This problem asks students to look closely at data and consider what it might mean. Meaningful interpretation of data is a very important skill to develop.
This problem does not require that the students use one of the usual problem solving strategies as there is no correct answer to this problem. It is posed to generate worthwhile discussions with your students who should be encouraged to think about how the data might be have been collected, and how it might be interpreted.
Discussions of central tendency will arise, particularly of the mode (the number that occurs most often in a set of numbers), and of the average, or mean. Range and outliers should also be defined and considered.
The solution suggests considerations that you may wish to raise in your class discussion.
Nellie is preparing for the 100 metres for her school athletics team. The times below are in seconds and were recorded during training over a three-week period. We list them here in increasing order rather than sequential order.
19.2; 20.9; 21.2; 21.3; 21.3; 21.3; 21.4; 21.4; 21.4; 21.5; 21.5; 21.5; 21.5; 21.5; 21.5; 21.6; 21.6; 22.0; 22.5; 23.8.
Her coach and the school principal both looked at these figures and made the following comments.
Coach: "The Inter-School 100 metre record for Nellie’s age group is 20.5 seconds. There’s no doubt in my mind that when the Inter-School’s meet takes place in two weeks time, Nellie will come close to breaking that record."
Principal: "I am very impressed with Nellie. She has done well in the 100 metres since she started at this school three years ago. Her time of 19.2 seconds says that when she is really trying she can be world class. The fact that most of her times are clustered around 21.6 seconds tells me that she doesn’t try hard enough at training."
How would you assess Nellie’s times?
What would you say to the Coach and the Principal?
- Introduce the problem by talking about the recent world record for the 100m set by Asafa Powell at 9.74s. Discuss whether Asafa always runs that time.
What might you expect the range of his times to be? Why?
- Pose the problem to the class. Check that the students understand that there are two parts to the problem: assessing Nellie's time and replying to the coach and the principal.
- As the students work ask questions that focus on the interpretation of data:
What time do you think Nellie will run in the championships? Why?
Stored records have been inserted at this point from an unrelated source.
/// The orchestration loop with its injected components.
pub struct StateMachine {
    config: OrchestratorConfig,
    store: Arc<dyn StateStore>,
    bus: Arc<TaskBus>,
    policy: Arc<PolicyEngine>,
    aggregator: Arc<ObservationAggregator>,
    classifier: Arc<dyn Classifier>,
    planner: Arc<dyn Planner>,
    dispatcher: Arc<dyn Dispatcher>,
    tracker: Option<Arc<dyn TaskTracker>>,
}
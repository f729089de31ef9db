//! Seams to the services the loop delegates to.
//!
//! The orchestrator never assumes these succeed: every call is made at a
//! phase boundary that falls back to a conservative default on error.

use async_trait::async_trait;
use conductor_bus::{BusMessage, TaskBus, Topic};
use conductor_core::{
    Classification, ConductorError, ConductorResult, PlanStep, TaskDispatch,
};
use serde_json::Value;
use std::collections::HashMap;
use std::sync::Arc;

/// Executor role used when a plan step names none.
pub const DEFAULT_DELEGATE: &str = "executor";

/// Free-form request context passed to collaborators.
pub type RequestContext = HashMap<String, Value>;

/// Classifies a command during AWARENESS.
#[async_trait]
pub trait Classifier: Send + Sync {
    async fn classify(
        &self,
        command: &str,
        context: &RequestContext,
    ) -> ConductorResult<Classification>;
}

/// Turns a command into plan steps during PLANNING.
#[async_trait]
pub trait Planner: Send + Sync {
    async fn plan(
        &self,
        command: &str,
        classification: &Classification,
        context: &RequestContext,
    ) -> ConductorResult<Vec<PlanStep>>;
}

/// Hands one dispatch to an executor. Returns the task id it was accepted under.
#[async_trait]
pub trait Dispatcher: Send + Sync {
    async fn dispatch(&self, dispatch: &TaskDispatch) -> ConductorResult<String>;
}

/// Optional status source for dispatched tasks.
///
/// A returned object is treated as a raw observation (`status`, `result`,
/// `issues`, `confidence`); `None` means "unknown, wait on the bus".
#[async_trait]
pub trait TaskTracker: Send + Sync {
    async fn status(&self, task_id: &str) -> ConductorResult<Option<Value>>;
}

/// Classifier used when none is configured.
///
/// Reads `type` / `scope` / `risk` hints from the request context and
/// otherwise returns the generic classification.
#[derive(Debug, Default, Clone, Copy)]
pub struct DefaultClassifier;

#[async_trait]
impl Classifier for DefaultClassifier {
    async fn classify(
        &self,
        _command: &str,
        context: &RequestContext,
    ) -> ConductorResult<Classification> {
        let mut classification = Classification::generic();
        let hint = |key: &str| context.get(key).and_then(Value::as_str).map(str::to_string);
        if let Some(kind) = hint("type") {
            classification.kind = kind;
        }
        if let Some(scope) = hint("scope") {
            classification.scope = scope;
        }
        if let Some(risk) = hint("risk") {
            classification.risk = risk;
        }
        Ok(classification)
    }
}

/// Planner producing a single step carrying the raw command.
#[derive(Debug, Clone)]
pub struct DirectPlanner {
    delegate_to: String,
}

impl DirectPlanner {
    pub fn new(delegate_to: impl Into<String>) -> Self {
        Self {
            delegate_to: delegate_to.into(),
        }
    }

    /// The single-step plan, also used as the PLANNING fallback.
    pub fn single_step(command: &str, delegate_to: &str) -> Vec<PlanStep> {
        vec![PlanStep::new("step-1", command, delegate_to)]
    }
}

impl Default for DirectPlanner {
    fn default() -> Self {
        Self::new(DEFAULT_DELEGATE)
    }
}

#[async_trait]
impl Planner for DirectPlanner {
    async fn plan(
        &self,
        command: &str,
        _classification: &Classification,
        _context: &RequestContext,
    ) -> ConductorResult<Vec<PlanStep>> {
        Ok(Self::single_step(command, &self.delegate_to))
    }
}

/// Planner chaining one step per role, each depending on the previous one.
///
/// With roles `spec, coder, tester, reviewer` a command becomes the usual
/// specify → implement → test → review pipeline.
#[derive(Debug, Clone)]
pub struct StagedPlanner {
    roles: Vec<String>,
}

impl StagedPlanner {
    pub fn new(roles: Vec<String>) -> Self {
        Self { roles }
    }
}

#[async_trait]
impl Planner for StagedPlanner {
    async fn plan(
        &self,
        command: &str,
        classification: &Classification,
        _context: &RequestContext,
    ) -> ConductorResult<Vec<PlanStep>> {
        let mut steps: Vec<PlanStep> = Vec::with_capacity(self.roles.len());
        for (index, role) in self.roles.iter().enumerate() {
            let step_id = format!("{}-{role}", index + 1);
            let deps = steps.last().map(|s| vec![s.step_id.clone()]).unwrap_or_default();
            steps.push(
                PlanStep::new(step_id, format!("{role}: {command}"), role)
                    .with_dependencies(deps)
                    .with_risk(classification.risk.clone()),
            );
        }
        Ok(steps)
    }
}

/// Dispatcher publishing on the task bus.
///
/// Fails when no executor is subscribed to `TASK_DISPATCH`, since such a
/// dispatch could never be answered.
pub struct BusDispatcher {
    bus: Arc<TaskBus>,
}

impl BusDispatcher {
    pub fn new(bus: Arc<TaskBus>) -> Self {
        Self { bus }
    }
}

#[async_trait]
impl Dispatcher for BusDispatcher {
    async fn dispatch(&self, dispatch: &TaskDispatch) -> ConductorResult<String> {
        if self.bus.subscriber_count(Topic::TaskDispatch) == 0 {
            return Err(ConductorError::Collaborator(format!(
                "No executor subscribed to {} for task {}",
                Topic::TaskDispatch,
                dispatch.task_id
            )));
        }
        let errors = self.bus.publish(BusMessage::dispatch(dispatch.clone())).await;
        if !errors.is_empty() {
            tracing::debug!(
                task_id = %dispatch.task_id,
                failures = errors.len(),
                "Some dispatch subscribers failed"
            );
        }
        Ok(dispatch.task_id.clone())
    }
}
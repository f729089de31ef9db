use conductor_core::{Classification, NormalizedObservation, ObservationSummary, PlanStep};
use serde::{Deserialize, Serialize};
use std::collections::HashMap;

/// Everything a rule's `when` clause can reference.
///
/// Rules address fields by dot-path over the JSON form of this struct, e.g.
/// `classification.risk`, `observation_summary.success_rate` or
/// `retry_count`. Keys in `extra` appear at the top level.
#[derive(Debug, Clone, Default, Serialize, Deserialize)]
#[serde(default)]
pub struct PolicyContext {
    pub classification: Option<Classification>,
    pub constraints: HashMap<String, serde_json::Value>,
    pub plan: Vec<PlanStep>,
    pub observations: Vec<NormalizedObservation>,
    pub observation_summary: Option<ObservationSummary>,
    pub retry_count: u32,
    pub capability_registry: Vec<String>,
    #[serde(flatten)]
    pub extra: HashMap<String, serde_json::Value>,
}

impl PolicyContext {
    pub fn new() -> Self {
        Self::default()
    }

    pub fn with_summary(mut self, summary: ObservationSummary) -> Self {
        self.observations = summary.observations.clone();
        self.observation_summary = Some(summary);
        self
    }

    pub fn with_retry_count(mut self, retry_count: u32) -> Self {
        self.retry_count = retry_count;
        self
    }

    pub fn with_extra(mut self, key: impl Into<String>, value: serde_json::Value) -> Self {
        self.extra.insert(key.into(), value);
        self
    }

    /// JSON view used for path resolution.
    pub fn to_value(&self) -> serde_json::Value {
        serde_json::to_value(self).unwrap_or(serde_json::Value::Null)
    }
}
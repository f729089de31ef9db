use thiserror::Error;

/// A convenience `Result` alias using [`ConductorError`].
pub type ConductorResult<T> = Result<T, ConductorError>;

/// Top-level error type for the Conductor workspace.
///
/// Each variant corresponds to a subsystem that can produce errors.
#[derive(Error, Debug)]
pub enum ConductorError {
    /// A policy document or configuration file is missing or invalid.
    #[error("Config error: {0}")]
    Config(String),

    /// A persistence backend failed to read or write a record.
    #[error("Store error: {0}")]
    Store(String),

    /// A record with the same key was already persisted.
    #[error("Duplicate record: {0}")]
    Duplicate(String),

    /// A message bus operation failed (including subscriber failures).
    #[error("Bus error: {0}")]
    Bus(String),

    /// An external collaborator (classifier, planner, dispatcher) failed.
    #[error("Collaborator error: {0}")]
    Collaborator(String),

    /// A policy rule could not be compiled or evaluated.
    #[error("Policy error: {0}")]
    Policy(String),

    /// An error from the orchestration loop itself.
    #[error("Orchestrator error: {0}")]
    Orchestrator(String),

    /// A requested record does not exist.
    #[error("Not found: {0}")]
    NotFound(String),

    /// A JSON serialization or deserialization error.
    #[error("JSON error: {0}")]
    Json(#[from] serde_json::Error),

    /// A YAML deserialization error.
    #[error("YAML error: {0}")]
    Yaml(#[from] serde_yaml_ng::Error),

    /// A standard I/O error.
    #[error("IO error: {0}")]
    Io(#[from] std::io::Error),
}

#[cfg(test)]
#[allow(clippy::unwrap_used, clippy::expect_used)]
mod tests {
    use super::*;

    #[test]
    fn test_error_display() {
        let err = ConductorError::Duplicate("s1/0/awareness".into());
        assert_eq!(err.to_string(), "Duplicate record: s1/0/awareness");
    }

    #[test]
    fn test_json_error_conversion() {
        let parse: Result<serde_json::Value, _> = serde_json::from_str("{not json");
        let err: ConductorError = parse.unwrap_err().into();
        assert!(matches!(err, ConductorError::Json(_)));
    }
}
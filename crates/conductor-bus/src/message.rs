use chrono::{DateTime, Utc};
use conductor_core::{ObservationSummary, TaskDispatch, TaskResult};
use serde::{Deserialize, Serialize};
use uuid::Uuid;

/// Bus topics. Every message belongs to exactly one.
#[derive(Debug, Clone, Copy, PartialEq, Eq, Hash, Serialize, Deserialize)]
#[serde(rename_all = "SCREAMING_SNAKE_CASE")]
pub enum Topic {
    TaskDispatch,
    TaskResult,
    Heartbeat,
    ObservationSummary,
}

impl std::fmt::Display for Topic {
    fn fmt(&self, f: &mut std::fmt::Formatter<'_>) -> std::fmt::Result {
        match self {
            Topic::TaskDispatch => write!(f, "TASK_DISPATCH"),
            Topic::TaskResult => write!(f, "TASK_RESULT"),
            Topic::Heartbeat => write!(f, "HEARTBEAT"),
            Topic::ObservationSummary => write!(f, "OBSERVATION_SUMMARY"),
        }
    }
}

/// Liveness ping from an executor.
#[derive(Debug, Clone, Serialize, Deserialize)]
pub struct Heartbeat {
    pub agent_id: String,
    #[serde(default)]
    pub session_id: Option<String>,
    #[serde(default)]
    pub task_id: Option<String>,
    pub timestamp: DateTime<Utc>,
}

impl Heartbeat {
    pub fn new(agent_id: impl Into<String>) -> Self {
        Self {
            agent_id: agent_id.into(),
            session_id: None,
            task_id: None,
            timestamp: Utc::now(),
        }
    }

    pub fn for_task(mut self, session_id: impl Into<String>, task_id: impl Into<String>) -> Self {
        self.session_id = Some(session_id.into());
        self.task_id = Some(task_id.into());
        self
    }
}

/// Message body; the variant determines the topic.
#[derive(Debug, Clone, Serialize, Deserialize)]
#[serde(tag = "kind", rename_all = "snake_case")]
pub enum BusPayload {
    Dispatch(TaskDispatch),
    Result(TaskResult),
    Heartbeat(Heartbeat),
    Summary {
        session_id: String,
        iteration: u32,
        summary: ObservationSummary,
    },
}

/// Envelope published on the [`TaskBus`](crate::TaskBus).
#[derive(Debug, Clone, Serialize, Deserialize)]
pub struct BusMessage {
    pub id: Uuid,
    pub payload: BusPayload,
    pub published_at: DateTime<Utc>,
}

impl BusMessage {
    pub fn new(payload: BusPayload) -> Self {
        Self {
            id: Uuid::new_v4(),
            payload,
            published_at: Utc::now(),
        }
    }

    pub fn dispatch(dispatch: TaskDispatch) -> Self {
        Self::new(BusPayload::Dispatch(dispatch))
    }

    pub fn result(result: TaskResult) -> Self {
        Self::new(BusPayload::Result(result))
    }

    pub fn heartbeat(heartbeat: Heartbeat) -> Self {
        Self::new(BusPayload::Heartbeat(heartbeat))
    }

    pub fn summary(
        session_id: impl Into<String>,
        iteration: u32,
        summary: ObservationSummary,
    ) -> Self {
        Self::new(BusPayload::Summary {
            session_id: session_id.into(),
            iteration,
            summary,
        })
    }

    pub fn topic(&self) -> Topic {
        match &self.payload {
            BusPayload::Dispatch(_) => Topic::TaskDispatch,
            BusPayload::Result(_) => Topic::TaskResult,
            BusPayload::Heartbeat(_) => Topic::Heartbeat,
            BusPayload::Summary { .. } => Topic::ObservationSummary,
        }
    }

    /// Session the message belongs to, if any.
    pub fn session_id(&self) -> Option<&str> {
        match &self.payload {
            BusPayload::Dispatch(d) => Some(&d.session_id),
            BusPayload::Result(r) => Some(&r.session_id),
            BusPayload::Heartbeat(h) => h.session_id.as_deref(),
            BusPayload::Summary { session_id, .. } => Some(session_id),
        }
    }

    pub fn as_dispatch(&self) -> Option<&TaskDispatch> {
        match &self.payload {
            BusPayload::Dispatch(d) => Some(d),
            _ => None,
        }
    }

    pub fn as_result(&self) -> Option<&TaskResult> {
        match &self.payload {
            BusPayload::Result(r) => Some(r),
            _ => None,
        }
    }
}
//! Fan-in of task outcomes into an [`ObservationSummary`].

use conductor_bus::{FnHandler, TaskBus, Topic};
use conductor_core::{
    FanInMode, FanInPolicy, Issue, NormalizedObservation, ObservationSummary, TaskResult,
    TaskStatus,
};
use parking_lot::Mutex;
use serde_json::{Map, Value};
use std::collections::{HashMap, HashSet};
use std::sync::atomic::{AtomicUsize, Ordering};
use std::sync::Arc;
use std::time::Duration;
use tracing::{debug, info, warn};

/// A task outcome as it reaches the aggregator.
#[derive(Debug, Clone)]
pub enum Observation {
    /// A result published on the bus.
    Typed(TaskResult),
    /// A loosely-shaped record, e.g. from an external task tracker.
    Raw(Map<String, Value>),
}

impl From<TaskResult> for Observation {
    fn from(result: TaskResult) -> Self {
        Self::Typed(result)
    }
}

impl Observation {
    /// Failed observation for a task that never produced a result.
    pub fn failed(task_id: &str, issue: Issue) -> Self {
        let mut raw = Map::new();
        raw.insert("task_id".into(), Value::String(task_id.to_string()));
        raw.insert("status".into(), Value::String("failed".into()));
        raw.insert(
            "issues".into(),
            serde_json::to_value(vec![issue]).unwrap_or(Value::Null),
        );
        Self::Raw(raw)
    }

    pub fn task_id(&self) -> Option<&str> {
        match self {
            Self::Typed(result) => Some(&result.task_id),
            Self::Raw(raw) => raw.get("task_id").and_then(Value::as_str),
        }
    }

    pub fn normalize(&self) -> NormalizedObservation {
        match self {
            Self::Typed(result) => NormalizedObservation {
                task_id: result.task_id.clone(),
                status: result.status,
                result: result.result.clone(),
                confidence: result.confidence.map(|c| c.clamp(0.0, 1.0)),
                issues: result.issues.clone(),
            },
            Self::Raw(raw) => normalize_raw(raw),
        }
    }
}

fn normalize_raw(raw: &Map<String, Value>) -> NormalizedObservation {
    let task_id = raw
        .get("task_id")
        .and_then(Value::as_str)
        .unwrap_or_default()
        .to_string();
    let status = match raw.get("status").and_then(Value::as_str) {
        Some(s) => TaskStatus::from_external(s).unwrap_or_else(|| {
            warn!(task_id = %task_id, status = %s, "Unknown task status, treating as failed");
            TaskStatus::Failed
        }),
        None => {
            warn!(task_id = %task_id, "Observation without status, treating as failed");
            TaskStatus::Failed
        }
    };
    let issues = raw
        .get("issues")
        .and_then(Value::as_array)
        .map(|items| items.iter().filter_map(issue_from_value).collect())
        .unwrap_or_default();
    NormalizedObservation {
        task_id,
        status,
        result: raw.get("result").cloned().unwrap_or(Value::Null),
        confidence: raw
            .get("confidence")
            .and_then(Value::as_f64)
            .map(|c| c.clamp(0.0, 1.0)),
        issues,
    }
}

fn issue_from_value(value: &Value) -> Option<Issue> {
    match value {
        Value::String(message) => Some(Issue::new("generic", message.clone())),
        Value::Object(obj) => {
            let kind = obj.get("type").and_then(Value::as_str).unwrap_or("generic");
            let message = obj.get("message").and_then(Value::as_str).unwrap_or_default();
            let mut issue = Issue::new(kind, message);
            if let Some(severity) = obj.get("severity").and_then(Value::as_str) {
                issue = issue.with_severity(severity);
            }
            Some(issue)
        }
        _ => None,
    }
}

/// Whether a round with `success_rate` blocks progress under `mode`.
pub fn is_blocking(mode: FanInMode, success_rate: f64, threshold: f64) -> bool {
    match mode {
        FanInMode::All => success_rate < 1.0,
        FanInMode::Any => success_rate == 0.0,
        FanInMode::Quorum => success_rate < threshold,
        FanInMode::Unrecognized => {
            warn!("Unrecognized fan-in mode, treating round as blocking");
            true
        }
    }
}

/// Fold observations into a summary. Pure apart from warnings.
pub fn fan_in(observations: &[Observation], mode: FanInMode, threshold: f64) -> ObservationSummary {
    if observations.is_empty() {
        return ObservationSummary::empty();
    }
    let normalized: Vec<NormalizedObservation> =
        observations.iter().map(Observation::normalize).collect();

    let count = |status| normalized.iter().filter(|o| o.status == status).count();
    let success_count = count(TaskStatus::Success);
    let failure_count = count(TaskStatus::Failed);
    let partial_count = count(TaskStatus::Partial);
    let total_count = normalized.len();
    let success_rate = success_count as f64 / total_count as f64;

    let lowest_confidence = normalized
        .iter()
        .filter_map(|o| o.confidence)
        .reduce(f64::min)
        .unwrap_or(0.0);
    let issues = normalized.iter().flat_map(|o| o.issues.clone()).collect();

    ObservationSummary {
        success_rate,
        blocking_issues: is_blocking(mode, success_rate, threshold),
        lowest_confidence,
        total_count,
        success_count,
        failure_count,
        partial_count,
        issues,
        observations: normalized,
    }
}

/// Collects observations per session and folds them with [`fan_in`].
#[derive(Default)]
pub struct ObservationAggregator {
    pending: Mutex<HashMap<String, Vec<Observation>>>,
}

impl ObservationAggregator {
    pub fn new() -> Self {
        Self::default()
    }

    /// Buffer an observation for the next [`collect`](Self::collect) of `session_id`.
    pub fn add_observation(&self, session_id: &str, observation: Observation) {
        self.pending
            .lock()
            .entry(session_id.to_string())
            .or_default()
            .push(observation);
    }

    pub fn pending_count(&self, session_id: &str) -> usize {
        self.pending.lock().get(session_id).map_or(0, Vec::len)
    }

    /// Gather the outcome of a round.
    ///
    /// Buffered observations are always drained. With a bus, results for
    /// `task_ids` are awaited up to `timeout`; a requested task that is
    /// neither buffered nor answered in time counts as a failed
    /// observation with a `timeout` issue. Never fails.
    pub async fn collect(
        &self,
        session_id: &str,
        task_ids: &[String],
        timeout: Duration,
        policy: FanInPolicy,
        bus: Option<&TaskBus>,
    ) -> ObservationSummary {
        let mut observations = self.pending.lock().remove(session_id).unwrap_or_default();

        if let Some(bus) = bus {
            let covered: HashSet<String> = observations
                .iter()
                .filter_map(|o| o.task_id().map(str::to_string))
                .collect();
            let waiting: Vec<String> = task_ids
                .iter()
                .filter(|id| !covered.contains(*id))
                .cloned()
                .collect();

            if !waiting.is_empty() {
                let arrived = Arc::new(AtomicUsize::new(0));
                let wanted: HashSet<String> = waiting.iter().cloned().collect();
                let counter = arrived.clone();
                let _subscription = bus.subscribe_scoped(
                    Topic::TaskResult,
                    Arc::new(FnHandler::new(move |message| {
                        if let Some(result) = message.as_result() {
                            if wanted.contains(&result.task_id) {
                                counter.fetch_add(1, Ordering::Relaxed);
                                debug!(task_id = %result.task_id, "Result arrived");
                            }
                        }
                        Ok(())
                    })),
                );

                let results = bus.wait_for_results(session_id, &waiting, timeout).await;
                let answered: HashSet<String> =
                    results.iter().map(|r| r.task_id.clone()).collect();
                info!(
                    session_id = %session_id,
                    requested = waiting.len(),
                    collected = results.len(),
                    arrived_while_waiting = arrived.load(Ordering::Relaxed),
                    "Observation wait finished"
                );
                observations.extend(results.into_iter().map(Observation::Typed));
                for id in waiting.iter().filter(|id| !answered.contains(*id)) {
                    warn!(session_id = %session_id, task_id = %id, "No result before timeout");
                    observations.push(Observation::failed(
                        id,
                        Issue::new("timeout", format!("No result within {}s", timeout.as_secs())),
                    ));
                }
            }
        }

        fan_in(&observations, policy.mode, policy.threshold)
    }
}
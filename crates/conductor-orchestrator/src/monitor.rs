use async_trait::async_trait;
use chrono::{DateTime, Utc};
use conductor_bus::{BusMessage, BusPayload, MessageHandler, SubscriptionId, TaskBus, Topic};
use conductor_core::{ConductorResult, TaskStatus};
use serde::{Deserialize, Serialize};
use std::collections::HashMap;
use std::sync::Arc;
use std::time::Duration;
use tokio::sync::RwLock;

#[derive(Debug, Clone, Copy, PartialEq, Eq, Serialize, Deserialize)]
#[serde(rename_all = "snake_case")]
pub enum ExecutorStatus {
    Idle,
    Working,
}

#[derive(Debug, Clone, Default, PartialEq, Eq, Serialize, Deserialize)]
pub struct ExecutorMetrics {
    pub heartbeats: u64,
    pub succeeded: u64,
    pub partial: u64,
    pub failed: u64,
}

/// Liveness and throughput of one executor, as seen on the bus.
#[derive(Debug, Clone, Serialize, Deserialize)]
pub struct ExecutorState {
    pub agent_id: String,
    pub status: ExecutorStatus,
    pub current_task: Option<String>,
    pub last_seen: DateTime<Utc>,
    pub metrics: ExecutorMetrics,
}

impl ExecutorState {
    fn new(agent_id: &str, seen: DateTime<Utc>) -> Self {
        Self {
            agent_id: agent_id.to_string(),
            status: ExecutorStatus::Idle,
            current_task: None,
            last_seen: seen,
            metrics: ExecutorMetrics::default(),
        }
    }
}

/// Tracks executors from the heartbeats and results they publish.
pub struct ExecutorMonitor {
    states: RwLock<HashMap<String, ExecutorState>>,
}

impl ExecutorMonitor {
    pub fn new() -> Self {
        Self {
            states: RwLock::new(HashMap::new()),
        }
    }

    /// Subscribe to `HEARTBEAT` and `TASK_RESULT` on `bus`.
    pub fn attach(self: &Arc<Self>, bus: &TaskBus) -> Vec<(Topic, SubscriptionId)> {
        let handler: Arc<dyn MessageHandler> = Arc::new(MonitorHandler {
            monitor: self.clone(),
        });
        [Topic::Heartbeat, Topic::TaskResult]
            .into_iter()
            .map(|topic| (topic, bus.subscribe(topic, handler.clone())))
            .collect()
    }

    /// Fold one bus message into the executor table.
    pub async fn observe(&self, message: &BusMessage) {
        let mut states = self.states.write().await;
        match &message.payload {
            BusPayload::Heartbeat(hb) => {
                let state = states
                    .entry(hb.agent_id.clone())
                    .or_insert_with(|| ExecutorState::new(&hb.agent_id, hb.timestamp));
                state.last_seen = hb.timestamp;
                state.metrics.heartbeats += 1;
                if let Some(task_id) = &hb.task_id {
                    state.current_task = Some(task_id.clone());
                    state.status = ExecutorStatus::Working;
                }
            }
            BusPayload::Result(result) => {
                let state = states
                    .entry(result.agent_id.clone())
                    .or_insert_with(|| ExecutorState::new(&result.agent_id, result.completed_at));
                state.last_seen = result.completed_at;
                match result.status {
                    TaskStatus::Success => state.metrics.succeeded += 1,
                    TaskStatus::Partial => state.metrics.partial += 1,
                    TaskStatus::Failed => state.metrics.failed += 1,
                }
                if state.current_task.as_deref() == Some(result.task_id.as_str()) {
                    state.current_task = None;
                    state.status = ExecutorStatus::Idle;
                }
            }
            _ => {}
        }
    }

    pub async fn snapshot(&self) -> Vec<ExecutorState> {
        let states = self.states.read().await;
        let mut all: Vec<ExecutorState> = states.values().cloned().collect();
        all.sort_by(|a, b| a.agent_id.cmp(&b.agent_id));
        all
    }

    pub async fn get_state(&self, agent_id: &str) -> Option<ExecutorState> {
        self.states.read().await.get(agent_id).cloned()
    }

    /// Executors not heard from within `max_silence`.
    pub async fn stale(&self, max_silence: Duration) -> Vec<String> {
        let Some(cutoff) = chrono::Duration::from_std(max_silence)
            .ok()
            .and_then(|d| Utc::now().checked_sub_signed(d))
        else {
            return Vec::new();
        };
        let states = self.states.read().await;
        let mut ids: Vec<String> = states
            .values()
            .filter(|s| s.last_seen < cutoff)
            .map(|s| s.agent_id.clone())
            .collect();
        ids.sort();
        ids
    }

    pub async fn to_json(&self) -> serde_json::Value {
        serde_json::json!({ "executors": self.snapshot().await })
    }
}

impl Default for ExecutorMonitor {
    fn default() -> Self {
        Self::new()
    }
}

struct MonitorHandler {
    monitor: Arc<ExecutorMonitor>,
}

#[async_trait]
impl MessageHandler for MonitorHandler {
    async fn handle(&self, message: &BusMessage) -> ConductorResult<()> {
        self.monitor.observe(message).await;
        Ok(())
    }
}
What do you think about the Principal said that Nellie isn't trying at training? Was that a reasonable comment to make? Why?
- Ask the students to be prepared to share their statements about the data. This could be a written or verbal report.
- Share interpretations and responses to the coach and principal.
This kind of problem can be posed in a variety of sporting contexts where times or distances are important. So athletics, swimming and cycle (or any other kind of) racing are just three possible contexts.
There are various ways to interpret this data. Firstly, consider the outliers and how they came into being. The 19.2-second time could be deleted from consideration. Her Coach notes that the record for Nellie’s age group is only 21.1 seconds. So it is unlikely that she could have taken nearly two seconds off that record in training. It is more likely that whoever was timing her started the stopwatch too late or stopped it too early.
Similarly her time of 23.8 seconds can probably be ignored too. This was either another timing problem (maybe the timer forgot to stop the stopwatch as Nellie crossed the line or started it too early); or a result of Nellie trying some new system (perhaps a new starting position); or maybe Nellie was just tired when she ran that time. Certainly Nellie is unlikely to run that time in a race.
The most reliable times appear to range between 21.2 seconds and 21.6 seconds. If we forget the two outliers, Nellie seems to average about 21.5 seconds per run.
It appears that the Coach is being a little hard on Nellie. It would seem that she is unlikely to reduce her times by one second in the space of two weeks, especially as she has only gone under that time once in the last three weeks and even that time is suspicious.
It appears that the Principal too is being a little hard. First of all Nellie’s times cluster around 21.5 and not 21.6 seconds. Secondly, Nellie seems to run consistently in the 21.3 to 21.6 second range. This is probably her true ability level and has nothing to do with the fact that she doesn’t put all her effort into her training.